As to the appeal, however,
“Neither the EAT nor any higher court is entitled to disturb the factual findings of an Employment Tribunal. It must detect an error of law. The Tribunal had adopted the ‘no more than necessary’ test of proportionality … and can scarcely be criticised by this Court for doing so. But we are here concerned with a system which is in transition. The question was not whether the original pay scheme could be justified but whether the steps being taken to move towards the new system were proportionate. Where part of the aim is to move towards a system which will reduce or even eliminate the disadvantage suffered by a group sharing a protected characteristic, it is necessary to consider whether there were other ways of proceeding which would eliminate or reduce the disadvantage more quickly. Otherwise, it cannot be said that the means used are ‘no more than necessary’ to meet the employer’s need for an orderly transition. This is a particular and perhaps unusual category of case. The burden of proof is on the respondent, although it is clearly incumbent upon the claimant to challenge the assertion that there was nothing else the employer could do. Where alternative means are suggested or are obvious, it is incumbent upon the Tribunal to consider them.
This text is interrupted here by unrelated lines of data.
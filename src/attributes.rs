//! Attribute classification and attribute values.
//!
//! DWARF attributes are (name, form) pairs. The *name* limits which value
//! classes make sense for it, the *form* decides which classes the encoded
//! bytes can be read as; the attribute's effective class is the
//! highest-numbered class both agree on. Unknown combinations are skipped by
//! the parser rather than treated as fatal.

#[cfg(test)]
mod tests;

use bitflags::bitflags;

use crate::consts::*;
use crate::entries::DieRef;
use crate::types::TargetAddr;

/// The value class an attribute was decoded as.
#[derive(Debug, Clone, Copy, PartialEq, Eq, PartialOrd, Ord)]
#[repr(u8)]
pub enum AttributeClass {
    Unknown = 0,
    Address = 1,
    Block = 2,
    Constant = 3,
    Flag = 4,
    LinePtr = 5,
    LocListPtr = 6,
    MacPtr = 7,
    RangeListPtr = 8,
    Reference = 9,
    String = 10,
}

bitflags! {
    #[derive(Debug, Clone, Copy, PartialEq, Eq)]
    pub struct ClassSet: u16 {
        const ADDRESS = 1 << 0;
        const BLOCK = 1 << 1;
        const CONSTANT = 1 << 2;
        const FLAG = 1 << 3;
        const LINEPTR = 1 << 4;
        const LOCLISTPTR = 1 << 5;
        const MACPTR = 1 << 6;
        const RANGELISTPTR = 1 << 7;
        const REFERENCE = 1 << 8;
        const STRING = 1 << 9;
    }
}

/// Classes an attribute *name* may legally carry (DWARF 4, figure 20).
pub fn attribute_name_classes(name: u16) -> ClassSet {
    use ClassSet as C;
    match name {
        DW_AT_sibling => C::REFERENCE,
        DW_AT_location => C::BLOCK | C::LOCLISTPTR,
        DW_AT_name => C::STRING,
        DW_AT_ordering => C::CONSTANT,
        DW_AT_byte_size => C::BLOCK | C::CONSTANT | C::REFERENCE,
        DW_AT_bit_offset => C::BLOCK | C::CONSTANT | C::REFERENCE,
        DW_AT_bit_size => C::BLOCK | C::CONSTANT | C::REFERENCE,
        DW_AT_stmt_list => C::LINEPTR,
        DW_AT_low_pc => C::ADDRESS | C::CONSTANT | C::REFERENCE,
        DW_AT_high_pc => C::ADDRESS | C::CONSTANT | C::REFERENCE,
        DW_AT_language => C::CONSTANT,
        DW_AT_discr => C::REFERENCE,
        DW_AT_discr_value => C::CONSTANT,
        DW_AT_visibility => C::CONSTANT,
        DW_AT_import => C::REFERENCE,
        DW_AT_string_length => C::BLOCK | C::LOCLISTPTR,
        DW_AT_common_reference => C::REFERENCE,
        DW_AT_comp_dir => C::STRING,
        DW_AT_const_value => C::BLOCK | C::CONSTANT | C::STRING,
        DW_AT_containing_type => C::REFERENCE,
        DW_AT_default_value => C::REFERENCE | C::CONSTANT | C::FLAG,
        DW_AT_inline => C::CONSTANT,
        DW_AT_is_optional => C::FLAG,
        DW_AT_lower_bound => C::BLOCK | C::CONSTANT | C::REFERENCE,
        DW_AT_producer => C::STRING,
        DW_AT_prototyped => C::FLAG,
        DW_AT_return_addr => C::BLOCK | C::LOCLISTPTR,
        DW_AT_start_scope => C::CONSTANT,
        DW_AT_bit_stride => C::BLOCK | C::CONSTANT | C::REFERENCE,
        DW_AT_upper_bound => C::BLOCK | C::CONSTANT | C::REFERENCE,
        DW_AT_abstract_origin => C::REFERENCE,
        DW_AT_accessibility => C::CONSTANT,
        DW_AT_address_class => C::CONSTANT,
        DW_AT_artificial => C::FLAG,
        DW_AT_base_types => C::REFERENCE,
        DW_AT_calling_convention => C::CONSTANT,
        DW_AT_count => C::BLOCK | C::CONSTANT | C::REFERENCE,
        DW_AT_data_member_location => C::BLOCK | C::CONSTANT | C::LOCLISTPTR,
        DW_AT_decl_column => C::CONSTANT,
        DW_AT_decl_file => C::CONSTANT,
        DW_AT_decl_line => C::CONSTANT,
        DW_AT_declaration => C::FLAG,
        DW_AT_discr_list => C::BLOCK,
        DW_AT_encoding => C::CONSTANT,
        DW_AT_external => C::FLAG,
        DW_AT_frame_base => C::BLOCK | C::LOCLISTPTR,
        DW_AT_friend => C::REFERENCE,
        DW_AT_identifier_case => C::CONSTANT,
        DW_AT_macro_info => C::MACPTR,
        DW_AT_namelist_item => C::BLOCK | C::REFERENCE,
        DW_AT_priority => C::REFERENCE,
        DW_AT_segment => C::BLOCK | C::LOCLISTPTR,
        DW_AT_specification => C::REFERENCE,
        DW_AT_static_link => C::BLOCK | C::LOCLISTPTR,
        DW_AT_type => C::REFERENCE,
        DW_AT_use_location => C::BLOCK | C::LOCLISTPTR,
        DW_AT_variable_parameter => C::FLAG,
        DW_AT_virtuality => C::CONSTANT,
        DW_AT_vtable_elem_location => C::BLOCK | C::LOCLISTPTR,
        DW_AT_allocated => C::BLOCK | C::CONSTANT | C::REFERENCE,
        DW_AT_associated => C::BLOCK | C::CONSTANT | C::REFERENCE,
        DW_AT_data_location => C::BLOCK,
        DW_AT_byte_stride => C::BLOCK | C::CONSTANT | C::REFERENCE,
        DW_AT_entry_pc => C::ADDRESS,
        DW_AT_use_UTF8 => C::FLAG,
        DW_AT_extension => C::REFERENCE,
        DW_AT_ranges => C::RANGELISTPTR,
        DW_AT_trampoline => C::ADDRESS | C::FLAG | C::REFERENCE | C::STRING,
        DW_AT_call_column => C::CONSTANT,
        DW_AT_call_file => C::CONSTANT,
        DW_AT_call_line => C::CONSTANT,
        DW_AT_description => C::STRING,
        DW_AT_binary_scale => C::CONSTANT,
        DW_AT_decimal_scale => C::CONSTANT,
        DW_AT_small => C::REFERENCE,
        DW_AT_decimal_sign => C::CONSTANT,
        DW_AT_digit_count => C::CONSTANT,
        DW_AT_picture_string => C::STRING,
        DW_AT_mutable => C::FLAG,
        DW_AT_threads_scaled => C::FLAG,
        DW_AT_explicit => C::FLAG,
        DW_AT_object_pointer => C::REFERENCE,
        DW_AT_endianity => C::CONSTANT,
        DW_AT_elemental => C::FLAG,
        DW_AT_pure => C::FLAG,
        DW_AT_recursive => C::FLAG,
        DW_AT_signature => C::REFERENCE,
        DW_AT_main_subprogram => C::FLAG,
        DW_AT_data_bit_offset => C::CONSTANT,
        DW_AT_const_expr => C::FLAG,
        DW_AT_enum_class => C::FLAG,
        DW_AT_linkage_name => C::STRING,
        DW_AT_call_site_value
        | DW_AT_call_site_data_value
        | DW_AT_call_site_target
        | DW_AT_call_site_target_clobbered => C::BLOCK,
        DW_AT_tail_call
        | DW_AT_all_tail_call_sites
        | DW_AT_all_call_sites
        | DW_AT_all_source_call_sites => C::FLAG,
        _ => C::empty(),
    }
}

/// Classes an attribute *form* can be decoded as (DWARF 4, figure 21).
pub fn attribute_form_classes(form: u16) -> ClassSet {
    use ClassSet as C;
    match form {
        DW_FORM_addr => C::ADDRESS,
        DW_FORM_block | DW_FORM_block1 | DW_FORM_block2 | DW_FORM_block4 | DW_FORM_exprloc => {
            C::BLOCK
        }
        DW_FORM_data1 | DW_FORM_data2 => C::CONSTANT,
        DW_FORM_data4 | DW_FORM_data8 => {
            C::CONSTANT | C::LINEPTR | C::LOCLISTPTR | C::MACPTR | C::RANGELISTPTR
        }
        DW_FORM_string | DW_FORM_strp | DW_FORM_line_strp => C::STRING,
        DW_FORM_flag | DW_FORM_flag_present => C::FLAG,
        DW_FORM_sdata | DW_FORM_udata | DW_FORM_implicit_const => C::CONSTANT,
        DW_FORM_ref_addr
        | DW_FORM_ref1
        | DW_FORM_ref2
        | DW_FORM_ref4
        | DW_FORM_ref8
        | DW_FORM_ref_udata
        | DW_FORM_indirect
        | DW_FORM_ref_sig8 => C::REFERENCE,
        DW_FORM_sec_offset => C::LINEPTR | C::LOCLISTPTR | C::MACPTR | C::RANGELISTPTR,
        _ => C::empty(),
    }
}

/// The effective class of a (name, form) pair: the highest-numbered class in
/// the intersection of what the name allows and what the form provides, or
/// [`AttributeClass::Unknown`] when they don't overlap.
pub fn attribute_class(name: u16, form: u16) -> AttributeClass {
    let classes = attribute_name_classes(name) & attribute_form_classes(form);

    let mut best = AttributeClass::Unknown;
    for (bit, class) in [
        (ClassSet::ADDRESS, AttributeClass::Address),
        (ClassSet::BLOCK, AttributeClass::Block),
        (ClassSet::CONSTANT, AttributeClass::Constant),
        (ClassSet::FLAG, AttributeClass::Flag),
        (ClassSet::LINEPTR, AttributeClass::LinePtr),
        (ClassSet::LOCLISTPTR, AttributeClass::LocListPtr),
        (ClassSet::MACPTR, AttributeClass::MacPtr),
        (ClassSet::RANGELISTPTR, AttributeClass::RangeListPtr),
        (ClassSet::REFERENCE, AttributeClass::Reference),
        (ClassSet::STRING, AttributeClass::String),
    ] {
        if classes.contains(bit) {
            best = class;
        }
    }
    best
}

/// A decoded attribute value, borrowed from section data where possible.
/// Lives only for the duration of the attribute pass; DIE setters copy what
/// they keep.
#[derive(Debug, Clone, Copy)]
pub enum AttributeValue<'data> {
    Address(TargetAddr),
    Block(&'data [u8]),
    Constant { value: u64, signed: bool },
    Flag(bool),
    LinePointer(u64),
    LocationListPointer(u64),
    MacroPointer(u64),
    RangeListPointer(u64),
    Reference(DieRef),
    String(&'data str),
}

impl AttributeValue<'_> {
    pub fn constant(&self) -> u64 {
        match self {
            AttributeValue::Constant { value, .. } => *value,
            _ => 0,
        }
    }
}

/// A value that may be constant, a reference to another DIE, or computed by
/// an expression (`DW_AT_byte_size` and friends).
#[derive(Debug, Clone, Default)]
pub enum DynamicValue {
    #[default]
    Unset,
    Constant(u64),
    Reference(DieRef),
    Expression(Box<[u8]>),
}

impl DynamicValue {
    pub fn is_set(&self) -> bool {
        !matches!(self, DynamicValue::Unset)
    }

    pub fn set_from(&mut self, value: &AttributeValue<'_>) -> SetOutcome {
        *self = match value {
            AttributeValue::Constant { value, .. } => DynamicValue::Constant(*value),
            AttributeValue::Reference(reference) => DynamicValue::Reference(*reference),
            AttributeValue::Block(block) => DynamicValue::Expression((*block).into()),
            _ => return SetOutcome::BadData,
        };
        SetOutcome::Set
    }
}

/// A `DW_AT_const_value`: constant, string, or raw block.
#[derive(Debug, Clone, Default)]
pub enum ConstantValue {
    #[default]
    Unset,
    Constant(u64),
    String(Box<str>),
    Block(Box<[u8]>),
}

impl ConstantValue {
    pub fn is_set(&self) -> bool {
        !matches!(self, ConstantValue::Unset)
    }

    pub fn set_from(&mut self, value: &AttributeValue<'_>) -> SetOutcome {
        *self = match value {
            AttributeValue::Constant { value, .. } => ConstantValue::Constant(*value),
            AttributeValue::String(string) => ConstantValue::String((*string).into()),
            AttributeValue::Block(block) => ConstantValue::Block((*block).into()),
            _ => return SetOutcome::BadData,
        };
        SetOutcome::Set
    }
}

/// A `DW_AT_data_member_location`: constant offset, expression, or location
/// list.
#[derive(Debug, Clone, Default)]
pub enum MemberLocation {
    #[default]
    Unset,
    Constant(u64),
    Expression(Box<[u8]>),
    LocationList(u64),
}

impl MemberLocation {
    pub fn set_from(&mut self, value: &AttributeValue<'_>) -> SetOutcome {
        *self = match value {
            AttributeValue::Constant { value, .. } => MemberLocation::Constant(*value),
            AttributeValue::Block(block) => MemberLocation::Expression((*block).into()),
            AttributeValue::LocationListPointer(offset) => MemberLocation::LocationList(*offset),
            _ => return SetOutcome::BadData,
        };
        SetOutcome::Set
    }
}

/// A location description: either an expression to evaluate or an offset
/// into the location-list section selecting an expression by PC.
#[derive(Debug, Clone, Default)]
pub enum LocationDescription {
    #[default]
    Unset,
    Expression(Box<[u8]>),
    LocationList(u64),
}

impl LocationDescription {
    pub fn is_valid(&self) -> bool {
        match self {
            LocationDescription::Unset => false,
            LocationDescription::Expression(expression) => !expression.is_empty(),
            LocationDescription::LocationList(_) => true,
        }
    }

    pub fn set_from(&mut self, value: &AttributeValue<'_>) -> SetOutcome {
        *self = match value {
            AttributeValue::Block(block) => LocationDescription::Expression((*block).into()),
            AttributeValue::LocationListPointer(offset) => {
                LocationDescription::LocationList(*offset)
            }
            _ => return SetOutcome::BadData,
        };
        SetOutcome::Set
    }
}

/// Where an entity was declared: optional (file, line, column).
#[derive(Debug, Clone, Copy, Default, PartialEq, Eq)]
pub struct DeclarationLocation {
    pub file: Option<u32>,
    pub line: Option<u32>,
    pub column: Option<u32>,
}

/// What a DIE attribute setter did with the value it was offered.
///
/// `NotHandled` is a benign skip (the entry kind has no use for that
/// attribute); `BadData` means the value class made no sense for the
/// attribute and is logged but does not abort the pass.
#[derive(Debug, Clone, Copy, PartialEq, Eq)]
pub enum SetOutcome {
    Set,
    NotHandled,
    BadData,
}

pub type AttributeSetter =
    fn(&mut crate::entries::DebugInfoEntry, u16, &AttributeValue<'_>) -> SetOutcome;

/// The static attribute-name → setter table. Attribute names without a
/// setter are consumed and dropped by the parser.
pub fn attribute_setter(name: u16) -> Option<AttributeSetter> {
    use crate::entries::setters;
    Some(match name {
        DW_AT_sibling => setters::set_sibling,
        DW_AT_location => setters::set_location,
        DW_AT_name => setters::set_name,
        DW_AT_ordering => setters::set_ordering,
        DW_AT_byte_size => setters::set_byte_size,
        DW_AT_bit_offset => setters::set_bit_offset,
        DW_AT_bit_size => setters::set_bit_size,
        DW_AT_stmt_list => setters::set_stmt_list,
        DW_AT_low_pc => setters::set_low_pc,
        DW_AT_high_pc => setters::set_high_pc,
        DW_AT_language => setters::set_language,
        DW_AT_comp_dir => setters::set_comp_dir,
        DW_AT_const_value => setters::set_const_value,
        DW_AT_containing_type => setters::set_containing_type,
        DW_AT_inline => setters::set_inline,
        DW_AT_lower_bound => setters::set_lower_bound,
        DW_AT_producer => setters::set_producer,
        DW_AT_prototyped => setters::set_prototyped,
        DW_AT_bit_stride => setters::set_bit_stride,
        DW_AT_upper_bound => setters::set_upper_bound,
        DW_AT_abstract_origin => setters::set_abstract_origin,
        DW_AT_accessibility => setters::set_accessibility,
        DW_AT_address_class => setters::set_address_class,
        DW_AT_base_types => setters::set_base_types,
        DW_AT_count => setters::set_count,
        DW_AT_data_member_location => setters::set_data_member_location,
        DW_AT_decl_column => setters::set_decl_column,
        DW_AT_decl_file => setters::set_decl_file,
        DW_AT_decl_line => setters::set_decl_line,
        DW_AT_declaration => setters::set_declaration,
        DW_AT_encoding => setters::set_encoding,
        DW_AT_frame_base => setters::set_frame_base,
        DW_AT_identifier_case => setters::set_identifier_case,
        DW_AT_macro_info => setters::set_macro_info,
        DW_AT_specification => setters::set_specification,
        DW_AT_type => setters::set_type,
        DW_AT_use_location => setters::set_use_location,
        DW_AT_allocated => setters::set_allocated,
        DW_AT_associated => setters::set_associated,
        DW_AT_byte_stride => setters::set_byte_stride,
        DW_AT_entry_pc => setters::set_entry_pc,
        DW_AT_use_UTF8 => setters::set_use_utf8,
        DW_AT_ranges => setters::set_ranges,
        DW_AT_call_column => setters::set_call_column,
        DW_AT_call_file => setters::set_call_file,
        DW_AT_call_line => setters::set_call_line,
        DW_AT_description => setters::set_description,
        DW_AT_threads_scaled => setters::set_threads_scaled,
        DW_AT_endianity => setters::set_endianity,
        DW_AT_linkage_name => setters::set_linkage_name,
        _ => return None,
    })
}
But this is a question of fact, not of law, and if it was not fully explored before the Employment Tribunal it is not for the EAT or this Court to do so. [47: emphasis added]
Appeal dismissed .
Lady Hale’s clarification of the constituent features of indirect discrimination is extremely important for future employment claims in which religion is a factor; and on the Cloisters blog, Robin Allen QC and Anna Beale describe the judgment as “a welcome reaffirmation of indirect discrimination as a concept concerned with ‘equality of results’ rather than ‘equality of treatment'”, while Jason Braier, of Field Court Chambers, welcomes the judgment as restoring “clarity and sanity” to the statutory test of indirect discrimination and ensuring that the objectives behind the protection are best served by the applicable legal test.
However, Allen and Beale regret that the Court did not declare that two equal pay cases in the Court of Appeal had been wrongly decided – Armstrong v Newcastle upon Tyne NHS Hospital Trust  IRLR 124 and Gibson v Sheffield City Council  ICR 708, in which it was held that even where disparate impact of a pay practice on women had been demonstrated, the employer had an opportunity to prove that the disparate impact had nothing to do with sex before the court proceeded to the issue of justification. (Gibson was appealed to the Supreme Court but settled before it could be heard.) In their view, following Essop and Naeem, in a pay claim based on indirect racial discrimination it is not necessary to show that a PCP was disadvantageous in some way because of the protected characteristic; therefore, “there can be no possible reason in logic why a woman in an equal pay case should have to do so”.
For my part, I still cannot make up my mind whether or not, on the facts, Mr Naeem might simply have been rather unlucky. But be that as it may, the factual findings of an Employment Tribunal cannot – as we have seen – be disturbed on appeal.